Yonaton and his Sayeret Maktal boys back in 1976 were carrying in their heads the notion of Ahavat Yisrael under orders from Yitzhak Rabin and even Defense Minister Shimon Peres back then, the Israeli leaders who later brought us the imaginary “Saudi Peace Process” that has killed so many Jews. Who would imagine that Shimon Peres, the savior of a Palestinian Arab terror state in the heart of Israel, would once have been so proactive?

But the most upsetting thing is that Yonaton Netanyahu probably never imagined that brother Binyamin would do two unimaginable things that Yonaton was laying his life down for. Those PFLP terrorists who he and his troopers were winging themselves toward would ultimately get their wishes forty years later as Israel began a policy of releasing terrorists with blood on their hands to show “good faith” to an enemy that has no appreciation of good faith.

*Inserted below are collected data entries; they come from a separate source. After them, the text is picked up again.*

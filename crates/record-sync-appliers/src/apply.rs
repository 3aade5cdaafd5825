//! The per-entity upsert appliers.

use crate::conflict::ConflictDecision;
use chrono::{DateTime, Utc};
use hearth_core::{
    Activity, ActivityDto, EntityTable, Listing, ListingDto, Note, NoteDto, Property, PropertyDto,
    SyncState, Task, TaskDto, User, UserDto,
};
use hearth_store::{queries, StoreResult};
use rusqlite::Connection;
use tracing::debug;
use uuid::Uuid;

/// What an applier did with an inbound DTO.
#[derive(Debug, Clone, Copy, PartialEq, Eq)]
pub enum ApplyOutcome {
    /// No local row existed; inserted as `synced`.
    Inserted,
    /// A synced local row was fully replaced.
    Replaced,
    /// The local row is pending/failed and was left untouched.
    SkippedDirty,
}

fn audit_times(
    dto_created: Option<DateTime<Utc>>,
    dto_updated: Option<DateTime<Utc>>,
    existing_created: Option<DateTime<Utc>>,
) -> (DateTime<Utc>, DateTime<Utc>) {
    let now = Utc::now();
    let created = dto_created.or(existing_created).unwrap_or(now);
    let updated = dto_updated.unwrap_or(now);
    (created, updated)
}

/// Apply an inbound property DTO.
pub fn apply_property(conn: &Connection, dto: &PropertyDto) -> StoreResult<ApplyOutcome> {
    let existing = queries::get_property(conn, dto.id)?;
    match decide(EntityTable::Properties, dto.id, existing.as_ref().map(|r| r.sync_state)) {
        Some(ConflictDecision::KeepLocal) => Ok(ApplyOutcome::SkippedDirty),
        decision => {
            let (created_at, updated_at) = audit_times(
                dto.created_at,
                dto.updated_at,
                existing.as_ref().map(|r| r.created_at),
            );
            let record = Property {
                id: dto.id,
                address_line1: dto.address_line1.clone(),
                address_line2: dto.address_line2.clone(),
                city: dto.city.clone(),
                postal_code: dto.postal_code.clone(),
                country: dto.country.clone(),
                sync_state: SyncState::Synced,
                last_sync_error: None,
                deleted_at: dto.deleted_at,
                created_at,
                updated_at,
            };
            queries::upsert_property(conn, &record)?;
            Ok(outcome(decision))
        }
    }
}

/// Apply an inbound listing DTO.
pub fn apply_listing(conn: &Connection, dto: &ListingDto) -> StoreResult<ApplyOutcome> {
    let existing = queries::get_listing(conn, dto.id)?;
    match decide(EntityTable::Listings, dto.id, existing.as_ref().map(|r| r.sync_state)) {
        Some(ConflictDecision::KeepLocal) => Ok(ApplyOutcome::SkippedDirty),
        decision => {
            let (created_at, updated_at) = audit_times(
                dto.created_at,
                dto.updated_at,
                existing.as_ref().map(|r| r.created_at),
            );
            let record = Listing {
                id: dto.id,
                title: dto.title.clone(),
                status: dto.status,
                price_cents: dto.price_cents,
                property_id: dto.property_id,
                sync_state: SyncState::Synced,
                last_sync_error: None,
                deleted_at: dto.deleted_at,
                created_at,
                updated_at,
            };
            queries::upsert_listing(conn, &record)?;
            Ok(outcome(decision))
        }
    }
}

/// Apply an inbound task DTO.
pub fn apply_task(conn: &Connection, dto: &TaskDto) -> StoreResult<ApplyOutcome> {
    let existing = queries::get_task(conn, dto.id)?;
    match decide(EntityTable::Tasks, dto.id, existing.as_ref().map(|r| r.sync_state)) {
        Some(ConflictDecision::KeepLocal) => Ok(ApplyOutcome::SkippedDirty),
        decision => {
            let (created_at, updated_at) = audit_times(
                dto.created_at,
                dto.updated_at,
                existing.as_ref().map(|r| r.created_at),
            );
            let record = Task {
                id: dto.id,
                title: dto.title.clone(),
                details: dto.details.clone(),
                due_at: dto.due_at,
                completed_at: dto.completed_at,
                listing_id: dto.listing_id,
                assignee_id: dto.assignee_id,
                sync_state: SyncState::Synced,
                last_sync_error: None,
                deleted_at: dto.deleted_at,
                created_at,
                updated_at,
            };
            queries::upsert_task(conn, &record)?;
            Ok(outcome(decision))
        }
    }
}

/// Apply an inbound activity DTO.
pub fn apply_activity(conn: &Connection, dto: &ActivityDto) -> StoreResult<ApplyOutcome> {
    let existing = queries::get_activity(conn, dto.id)?;
    match decide(EntityTable::Activities, dto.id, existing.as_ref().map(|r| r.sync_state)) {
        Some(ConflictDecision::KeepLocal) => Ok(ApplyOutcome::SkippedDirty),
        decision => {
            let (created_at, updated_at) = audit_times(
                dto.created_at,
                dto.updated_at,
                existing.as_ref().map(|r| r.created_at),
            );
            let record = Activity {
                id: dto.id,
                kind: dto.kind,
                subject: dto.subject.clone(),
                scheduled_at: dto.scheduled_at,
                listing_id: dto.listing_id,
                sync_state: SyncState::Synced,
                last_sync_error: None,
                deleted_at: dto.deleted_at,
                created_at,
                updated_at,
            };
            queries::upsert_activity(conn, &record)?;
            Ok(outcome(decision))
        }
    }
}

/// Apply an inbound user DTO.
pub fn apply_user(conn: &Connection, dto: &UserDto) -> StoreResult<ApplyOutcome> {
    let existing = queries::get_user(conn, dto.id)?;
    match decide(EntityTable::Users, dto.id, existing.as_ref().map(|r| r.sync_state)) {
        Some(ConflictDecision::KeepLocal) => Ok(ApplyOutcome::SkippedDirty),
        decision => {
            let (created_at, updated_at) = audit_times(
                dto.created_at,
                dto.updated_at,
                existing.as_ref().map(|r| r.created_at),
            );
            let record = User {
                id: dto.id,
                display_name: dto.display_name.clone(),
                email: dto.email.clone(),
                avatar_url: dto.avatar_url.clone(),
                sync_state: SyncState::Synced,
                last_sync_error: None,
                deleted_at: dto.deleted_at,
                created_at,
                updated_at,
            };
            queries::upsert_user(conn, &record)?;
            Ok(outcome(decision))
        }
    }
}

/// Apply an inbound note DTO.
pub fn apply_note(conn: &Connection, dto: &NoteDto) -> StoreResult<ApplyOutcome> {
    let existing = queries::get_note(conn, dto.id)?;
    match decide(EntityTable::Notes, dto.id, existing.as_ref().map(|r| r.sync_state)) {
        Some(ConflictDecision::KeepLocal) => Ok(ApplyOutcome::SkippedDirty),
        decision => {
            let (created_at, updated_at) = audit_times(
                dto.created_at,
                dto.updated_at,
                existing.as_ref().map(|r| r.created_at),
            );
            let record = Note {
                id: dto.id,
                body: dto.body.clone(),
                pinned: dto.pinned,
                task_id: dto.task_id,
                sync_state: SyncState::Synced,
                last_sync_error: None,
                deleted_at: dto.deleted_at,
                created_at,
                updated_at,
            };
            queries::upsert_note(conn, &record)?;
            Ok(outcome(decision))
        }
    }
}

/// Apply an inbound hard delete.
///
/// Nullifies relationship columns on dependents and removes the row. A
/// delete carries no field content, only identity, so there is nothing for
/// the dirty guard to protect.
pub fn apply_delete(conn: &Connection, table: EntityTable, id: Uuid) -> StoreResult<bool> {
    queries::hard_delete(conn, table, id)
}

/// Resolve the conflict decision for an inbound upsert, logging skips.
/// `None` means no local row exists (plain insert).
fn decide(
    table: EntityTable,
    id: Uuid,
    existing_state: Option<SyncState>,
) -> Option<ConflictDecision> {
    let state = existing_state?;
    let decision = ConflictDecision::for_state(state);
    if decision == ConflictDecision::KeepLocal {
        debug!(
            table = %table,
            id = %id,
            sync_state = state.as_str(),
            "Inbound update ignored (local row is dirty)"
        );
    }
    Some(decision)
}

fn outcome(decision: Option<ConflictDecision>) -> ApplyOutcome {
    match decision {
        None => ApplyOutcome::Inserted,
        Some(_) => ApplyOutcome::Replaced,
    }
}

I remember the photographs at the start of the Oslo process of the Palestinian Arab who had murdered the two IDF reservists in the Palestinian police station where they were knifed to death after being caught after taking a wrong turn in the PA. I remember expressing my anger at the scene of an Arab holding up his bloody hands covered with the blood of two Jews. That image has become famous and the Arabs hold events where they have children today hold up “bloody hands.” My Israeli friend told me back then, “You see that guy holding up his bloody hands? He’s dead,” he told me.

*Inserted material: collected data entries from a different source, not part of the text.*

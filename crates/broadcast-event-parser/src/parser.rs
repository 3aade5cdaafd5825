//! Filtering and dispatch.

use crate::event::{self, extract_record_id, BroadcastEventType};
use hearth_core::{
    ActivityDto, EntityTable, IdentityProvider, InFlightRegistry, ListingDto, NoteDto, PropertyDto,
    TaskDto, UserDto, EVENT_VERSION,
};
use serde_json::Value;
use std::sync::Arc;
use tracing::debug;
use uuid::Uuid;

/// Receiver for parsed broadcast events, one callback per entity kind plus
/// a generic delete.
///
/// Implementors decide what an upsert means (typically: run the matching
/// record applier inside the store). Callbacks are synchronous and should
/// enqueue rather than block.
pub trait BroadcastDelegate: Send + Sync {
    fn did_receive_task(&self, dto: TaskDto);
    fn did_receive_activity(&self, dto: ActivityDto);
    fn did_receive_listing(&self, dto: ListingDto);
    fn did_receive_property(&self, dto: PropertyDto);
    fn did_receive_user(&self, dto: UserDto);
    fn did_receive_note(&self, dto: NoteDto);
    fn did_receive_delete(&self, table: EntityTable, id: Uuid);
}

/// Decodes wire events and routes them to the delegate.
pub struct BroadcastEventParser {
    identity: Arc<dyn IdentityProvider>,
    inflight: InFlightRegistry,
    delegate: Arc<dyn BroadcastDelegate>,
}

impl BroadcastEventParser {
    pub fn new(
        identity: Arc<dyn IdentityProvider>,
        inflight: InFlightRegistry,
        delegate: Arc<dyn BroadcastDelegate>,
    ) -> Self {
        Self {
            identity,
            inflight,
            delegate,
        }
    }

    /// Handle one raw broadcast payload.
    ///
    /// Filter order: self-echo, then in-flight, then shape checks. A dropped
    /// event produces zero delegate callbacks; nothing in here raises.
    pub fn handle(&self, payload: &Value) {
        let Some(table_name) = event::event_table(payload) else {
            debug!("Dropping broadcast event without table");
            return;
        };
        let Some(table) = EntityTable::parse(table_name) else {
            debug!(table = table_name, "Dropping broadcast event for unknown table");
            return;
        };
        let Some(event_type) = event::event_type(payload) else {
            debug!(table = %table, "Dropping broadcast event without recognized type");
            return;
        };

        match event_type {
            BroadcastEventType::Insert | BroadcastEventType::Update => {
                self.handle_upsert(table, payload);
            }
            BroadcastEventType::Delete => {
                self.handle_delete(table, payload);
            }
        }
    }

    fn handle_upsert(&self, table: EntityTable, payload: &Value) {
        let Some(record) = event::record(payload) else {
            debug!(table = %table, "Dropping upsert event without record");
            return;
        };

        if !self.passes_filters(table, record) {
            return;
        }
        let Some(id) = extract_record_id(record) else {
            debug!(table = %table, "Dropping upsert event without usable id");
            return;
        };

        match table {
            EntityTable::Tasks => self.dispatch::<TaskDto>(table, id, record, |d, dto| {
                d.did_receive_task(dto);
            }),
            EntityTable::Activities => self.dispatch::<ActivityDto>(table, id, record, |d, dto| {
                d.did_receive_activity(dto);
            }),
            EntityTable::Listings => self.dispatch::<ListingDto>(table, id, record, |d, dto| {
                d.did_receive_listing(dto);
            }),
            EntityTable::Properties => self.dispatch::<PropertyDto>(table, id, record, |d, dto| {
                d.did_receive_property(dto);
            }),
            EntityTable::Users => self.dispatch::<UserDto>(table, id, record, |d, dto| {
                d.did_receive_user(dto);
            }),
            EntityTable::Notes => self.dispatch::<NoteDto>(table, id, record, |d, dto| {
                d.did_receive_note(dto);
            }),
        }
    }

    fn handle_delete(&self, table: EntityTable, payload: &Value) {
        let Some(old_record) = event::old_record(payload) else {
            debug!(table = %table, "Dropping delete event without old_record");
            return;
        };

        if !self.passes_filters(table, old_record) {
            return;
        }
        // Deletes carry identity only; no field mutation rides along.
        let Some(id) = extract_record_id(old_record) else {
            debug!(table = %table, "Dropping delete event without usable id");
            return;
        };

        self.delegate.did_receive_delete(table, id);
    }

    /// Self-echo and in-flight filtering, shared by upserts and deletes.
    fn passes_filters(&self, table: EntityTable, record: &Value) -> bool {
        // An event attributed to the current actor is an echo of our own
        // write; an absent origin is system-originated and always processed.
        if let Some(origin) = event::origin_user_id(record) {
            if self.identity.current_user_id() == Some(origin) {
                debug!(table = %table, origin = %origin, "Dropping self-echo event");
                return false;
            }
        }

        if let Some(id) = extract_record_id(record) {
            if self.inflight.contains(id) {
                debug!(table = %table, id = %id, "Dropping event for in-flight record");
                return false;
            }
        }

        if let Some(version) = event::event_version(record) {
            if version != EVENT_VERSION {
                // Forward compatible: still processed.
                debug!(table = %table, version, "Processing event with unrecognized version");
            }
        }

        true
    }

    fn dispatch<T: serde::de::DeserializeOwned>(
        &self,
        table: EntityTable,
        id: Uuid,
        record: &Value,
        deliver: impl FnOnce(&dyn BroadcastDelegate, T),
    ) {
        match serde_json::from_value::<T>(record.clone()) {
            Ok(dto) => deliver(self.delegate.as_ref(), dto),
            Err(err) => {
                debug!(table = %table, id = %id, error = %err, "Dropping undecodable record");
            }
        }
    }
}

The Israeli nation that followed the idea of Ahavat Yisrael would at one time have sent the Shin Bet out and killed him to send a message the Arabs understand better than anyone: “If you kill our people, we will kill you.” My friend was astonished when the killer was jailed instead. And I told him back then, “You watch. One day they will release him and he will get away with killing those two Israeli boys.”

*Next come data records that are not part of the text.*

//! Logging initialization for the sync engine.

use tracing_subscriber::EnvFilter;

/// Initialize tracing output for the engine.
///
/// Log level comes from `RUST_LOG` when set, otherwise the provided default.
/// Safe to call more than once; later calls are ignored.
pub fn init_logging(level: &str) {
    let filter =
        EnvFilter::try_from_default_env().unwrap_or_else(|_| EnvFilter::new(level.to_string()));
    let _ = tracing_subscriber::fmt()
        .with_env_filter(filter)
        .with_target(true)
        .try_init();
}

/// Parse a log level string into a tracing Level.
pub fn parse_level(level: &str) -> tracing::Level {
    match level.to_lowercase().as_str() {
        "trace" => tracing::Level::TRACE,
        "debug" => tracing::Level::DEBUG,
        "info" => tracing::Level::INFO,
        "warn" | "warning" => tracing::Level::WARN,
        "error" => tracing::Level::ERROR,
        _ => tracing::Level::INFO,
    }
}
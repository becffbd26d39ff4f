//! Shared Infrastructure

pub mod error;

pub use error::{IdentityError, Result};
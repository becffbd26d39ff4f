//! Login Aggregate
//!
//! Credential records bound to a person, with failed-attempt lockout.

pub mod entity;
pub mod lockout;
pub mod memory;
pub mod repository;
pub mod service;

// Re-export main types
pub use entity::{UserLogin, IMPERSONATION_PREFIX};
pub use lockout::LockoutPolicy;
pub use memory::MemoryLoginRepository;
pub use repository::LoginRepository;
pub use service::{AuthOutcome, LoginService};
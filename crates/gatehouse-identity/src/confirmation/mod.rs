//! Confirmation Codes
//!
//! Encrypted, time-limited tokens used by confirmation and
//! password-reset flows.

pub mod cipher;
pub mod codec;

// Re-export main types
pub use cipher::{AesGcmTokenCipher, CipherError, TokenCipher};
pub use codec::ConfirmationCodec;
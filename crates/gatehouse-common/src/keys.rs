//! Opaque Key Generation
//!
//! URL-safe random identifiers used as record keys, public lookup handles,
//! and API keys. Generated from the OS RNG and base64-encoded without
//! padding so they can travel in URLs and headers unescaped.

use base64::{engine::general_purpose::URL_SAFE_NO_PAD, Engine};
use rand::rngs::OsRng;
use rand::RngCore;

/// Generate a random url-safe key of `len` raw bytes.
pub fn generate_key(len: usize) -> String {
    let mut bytes = vec![0u8; len];
    OsRng.fill_bytes(&mut bytes);
    URL_SAFE_NO_PAD.encode(bytes)
}

/// Public lookup handle carried inside confirmation codes (16 bytes).
pub fn generate_public_key() -> String {
    generate_key(16)
}

/// API key (32 bytes).
pub fn generate_api_key() -> String {
    generate_key(32)
}

#[cfg(test)]
mod tests {
    use super::*;

    #[test]
    fn test_keys_are_unique() {
        let a = generate_public_key();
        let b = generate_public_key();
        assert_ne!(a, b);
    }

    #[test]
    fn test_keys_are_url_safe() {
        let key = generate_api_key();
        assert!(!key.is_empty());
        assert!(key.chars().all(|c| c.is_ascii_alphanumeric() || c == '-' || c == '_'));
    }

    #[test]
    fn test_key_length_scales_with_entropy() {
        // 32 raw bytes encode longer than 16
        assert!(generate_api_key().len() > generate_public_key().len());
    }
}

And it happened. The Ahavat Yisrael of Israel’s past was becoming the “Ahavat for terrorists” campaign in chasing an illusory and phony “peace” under the watch of Yonni’s brother.

Earlier came the infuriating “Disengagement” in 2005 as Jews deported 8,000 Jews from their homes and businesses in Gaza. Even most Israelis never noted the windfall to agricultural interests inside the Green Line, who took up the businesses left and lost by those deported Jews, special interests gaining income advantage over a political activity. Now we have “leftist” Israelis calling for complete withdrawal yet again from the entirety of Judea and Samaria (the West Bank). Common sense would tell anyone what happened with Gaza proved that any more concessions to harming and dispossessing Israel’s own population of Jews would only lead to more disastrous outcomes. We ignore Ahavat Yisrael at our peril.

The attitude that one should not be a “fryer” (sucker in Hebrew slang, ed.) by working to aid the Jewish people has permeated the younger generation and is being promoted daily in Israeli universities. The radical left Kobi Snitz’s and Neve Gordon’s who studied abroad in the US and Canada saw how to make names for themselves by rubbing elbows with American anarchists who cheered on America’s enemies and thus started their own campaigns in tiny Israel. Many are part of NGO’s now that lie and defame the Jewish people in Israel that are funded by enemies of the Jews in the EU. The leaders and activists in these NGO’s got theirs, so no matter what is said against the Jewish people, they can be counted on to root for it.

During Operation Cast Lead even Jews were busy voicing support for Hamas whose charter calls for wiping all of world Jewry from the face of the earth. Former PM Olmert’s daughter attended such a demonstration while he was still in office and his Jewish wife co-founded the ISM’s Women in Black.

Since the beginning of the Jewish state, yeshiva students were exempted from the army in order to pursue Torah study. Now that war looms on an even grander scale, the thought of drafting hareidi students into the IDF meets with a threat from their leadership for all of them to leave the country. So much for Ahavat Yisrael among those who seem to be Israel’s most pious Jews (I’m not including hareidi who serve in the IDF).

Forgive them, brother Yonaton. And thank you from those of us among the Jewish people who still believe in Ahavat Yisrael. The question is, can Israel survive without it?